You may think that I am exaggerating, but I don't think I am. Imagine if a scientific study reliably established that peak sexual success is obtained at an income of about $150,000 per year, and that anyone earning over $1 million a year essentially can't get laid no matter what. Do you think that we would observe men working their asses off for big bonuses? (We might observe the opposite. During yearly evaluations, bankers would heap derision on themselves, in the hopes of keeping their bonuses small and thus preserving their ability to get laid.) Would anyone want to run a hedge fund? Would anyone even want to play professional football? And I think the same would be true, to a lesser extent, if sexual success merely leveled off at $150,000 and everyone knew it.
The world I am describing might be a worse world than the one we live in. There are some positive social effects from the hypertrophied economy we have built. It could be our insatiable appetites are the only chance that poor societies have to pull themselves out of poverty. And technological advance may be much faster than it would otherwise be, with all kinds of spillover effects for our quality of life and our knowledge of the world around us. The market gives and it takes away. It is possible that income inequality would be worse in a low-GDP world because tax revenues would be so much lower. (But then, a lot of inequality is probably market-driven in the first place. This is not an easy question to answer, and probably not an important one to think about.)
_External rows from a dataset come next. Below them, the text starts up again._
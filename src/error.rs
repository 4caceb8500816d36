use std::path::PathBuf;

use thiserror::Error;

macro_rules! malformed_error {
    // Single string version
    ($msg:expr) => {
        crate::Error::Malformed {
            message: $msg.to_string(),
            file: file!(),
            line: line!(),
        }
    };

    // Format string with arguments version
    ($fmt:expr, $($arg:tt)*) => {
        crate::Error::Malformed {
            message: format!($fmt, $($arg)*),
            file: file!(),
            line: line!(),
        }
    };
}

macro_rules! out_of_bounds_error {
    () => {
        crate::Error::OutOfBounds {
            file: file!(),
            line: line!(),
        }
    };
}

/// The generic Error type, which provides coverage for all errors this library can potentially
/// return.
///
/// Errors fall into two groups. Everything that prevents a module from being opened or its
/// metadata from being read at all is a load failure (see [`Error::is_load_failure`]) and aborts
/// the extraction. [`Error::MemberFormat`] is the only recoverable kind: the renderer drops the
/// affected member and keeps going.
///
/// # Error Categories
///
/// ## File Parsing Errors
/// - [`Error::Malformed`] - Corrupted or invalid file structure
/// - [`Error::OutOfBounds`] - Attempted to read beyond buffer boundaries
/// - [`Error::NotSupported`] - Unsupported file format or feature
/// - [`Error::Empty`] - Empty input provided
/// - [`Error::RecursionLimit`] - Signature nesting exceeded the configured depth
///
/// ## I/O and External Errors
/// - [`Error::FileError`] - Filesystem I/O errors
/// - [`Error::GoblinErr`] - PE parsing errors from the goblin crate
///
/// ## Provider Errors
/// - [`Error::ModuleLoad`] - A module could not be opened by a provider
/// - [`Error::ModuleNotFound`] - A provider has no module registered under a path
///
/// ## Rendering Errors
/// - [`Error::MemberFormat`] - A member signature references a type that was never resolved
///
/// # Examples
///
/// ```rust,no_run
/// use dotcontract::{render_file, CilMetadataProvider, Error};
/// use std::path::Path;
///
/// match render_file(Path::new("Library.dll"), &CilMetadataProvider::new()) {
///     Ok(contract) => println!("{contract}"),
///     Err(Error::ModuleLoad { path, source }) => {
///         eprintln!("{} could not be loaded: {}", path.display(), source);
///     }
///     Err(e) => eprintln!("Other error: {e}"),
/// }
/// ```
#[derive(Error, Debug)]
pub enum Error {
    /// The file is damaged and could not be parsed.
    ///
    /// The error includes the source location where the malformation was detected.
    #[error("Malformed - {file}:{line}: {message}")]
    Malformed {
        /// The message to be printed for the Malformed error
        message: String,
        /// The source file in which this error occured
        file: &'static str,
        /// The source line in which this error occured
        line: u32,
    },

    /// An out of bound access was attempted while parsing the file.
    #[error("Out of Bound read would have occurred! - {file}:{line}")]
    OutOfBounds {
        /// The source file in which this error occured
        file: &'static str,
        /// The source line in which this error occured
        line: u32,
    },

    /// This file type is not supported.
    #[error("This file type is not supported")]
    NotSupported,

    /// Provided input was empty.
    #[error("Provided input was empty")]
    Empty,

    /// File I/O error.
    #[error("{0}")]
    FileError(#[from] std::io::Error),

    /// Error from the goblin crate during PE parsing.
    #[error("{0}")]
    GoblinErr(#[from] goblin::error::Error),

    /// Recursion limit reached while decoding a nested signature.
    #[error("Reach the maximum recursion level allowed - {0}")]
    RecursionLimit(usize),

    /// A provider failed to open the module at `path`.
    #[error("Failed to load module {} - {source}", .path.display())]
    ModuleLoad {
        /// Path that was handed to the provider
        path: PathBuf,
        /// The underlying failure
        #[source]
        source: Box<Error>,
    },

    /// A provider has no module registered under the given path.
    #[error("No module registered for {}", .0.display())]
    ModuleNotFound(PathBuf),

    /// A member signature could not be formatted.
    ///
    /// Raised by [`crate::contract::try_format`] when a type reference is unresolved; the
    /// renderer skips the member instead of propagating this.
    #[error("Member signature could not be formatted - {0}")]
    MemberFormat(String),
}

impl Error {
    /// Returns `true` if this error means the module itself could not be read.
    ///
    /// Every variant except [`Error::MemberFormat`] is fatal for an extraction.
    #[must_use]
    pub fn is_load_failure(&self) -> bool {
        !matches!(self, Error::MemberFormat(_))
    }
}

/// The result type used throughout this crate.
pub type Result<T> = std::result::Result<T, Error>;

#[cfg(test)]
mod tests {
    use super::*;

    #[test]
    fn malformed_carries_location() {
        let error = malformed_error!("bad row - {}", 7);
        match &error {
            Error::Malformed { message, file, .. } => {
                assert_eq!(message, "bad row - 7");
                assert!(file.ends_with("error.rs"));
            }
            other => panic!("unexpected error: {other:?}"),
        }
        assert!(error.is_load_failure());
    }

    #[test]
    fn member_format_is_recoverable() {
        assert!(!Error::MemberFormat("List`1".to_string()).is_load_failure());
        assert!(Error::ModuleNotFound(PathBuf::from("a.dll")).is_load_failure());
    }

    #[test]
    fn module_load_display() {
        let error = Error::ModuleLoad {
            path: PathBuf::from("Foo.dll"),
            source: Box::new(Error::Empty),
        };
        assert_eq!(
            error.to_string(),
            "Failed to load module Foo.dll - Provided input was empty"
        );
    }
}
use crate::{
    file::io::{read_le_at, read_le_at_dyn},
    metadata::{
        tables::{
            CodedIndex, CodedIndexType, GenericParamRaw, RowReadable, TableId, TableInfoRef,
        },
        token::Token,
    },
    Result,
};

impl RowReadable for GenericParamRaw {
    const TABLE_ID: TableId = TableId::GenericParam;

    #[rustfmt::skip]
    fn row_size(sizes: &TableInfoRef) -> u32 {
        u32::from(
            /* number */    2 +
            /* flags */     2 +
            /* owner */     sizes.coded_index_bytes(CodedIndexType::TypeOrMethodDef) +
            /* name */      sizes.str_bytes()
        )
    }

    fn row_read(data: &[u8], offset: &mut usize, rid: u32, sizes: &TableInfoRef) -> Result<Self> {
        Ok(GenericParamRaw {
            rid,
            token: Token::new(0x2A00_0000 + rid),
            offset: *offset,
            number: u32::from(read_le_at::<u16>(data, offset)?),
            flags: u32::from(read_le_at::<u16>(data, offset)?),
            owner: CodedIndex::read(data, offset, sizes, CodedIndexType::TypeOrMethodDef)?,
            name: read_le_at_dyn(data, offset, sizes.is_large_str())?,
        })
    }
}

#[cfg(test)]
mod tests {
    use std::sync::Arc;

    use crate::metadata::tables::{MetadataTable, TableInfo};

    use super::*;

    #[test]
    fn crafted_short() {
        let data = vec![
            0x01, 0x00, // number
            0x00, 0x00, // flags
            0x0E, 0x00, // owner
            0x33, 0x00, // name
        ];

        let sizes = Arc::new(TableInfo::new_test(
            &[(TableId::TypeDef, 7), (TableId::GenericParam, 1)],
            false,
            false,
            false,
        ));
        let table = MetadataTable::<GenericParamRaw>::new(&data, 1, sizes).unwrap();
        let row = table.get(1).unwrap();

        assert_eq!(row.token.value(), 0x2A00_0001);
        assert_eq!(row.number, 1);
        assert_eq!(row.owner, CodedIndex::new(TableId::TypeDef, 7));
        assert_eq!(row.name, 0x33);
    }
}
Anyway my point is really that the market has accomplished its enviable place atop the pantheon of our institutions without most people really noticing it. The Church was fairly blatant in its efforts at monopolization, and the state loudly proclaims its primacy within its sphere (protesting too much, I think). But the market is content to let its assumptions and its prejudices seep into our lives until we don't recognize them as alien from ourselves, and then we grind away at work to feed its parasitic appetite.
2 Comments:
I think this post vastly overstates sex as a reason people work or want money. Many things you can buy with money are nice in and of themselves, not merely as a means to something else.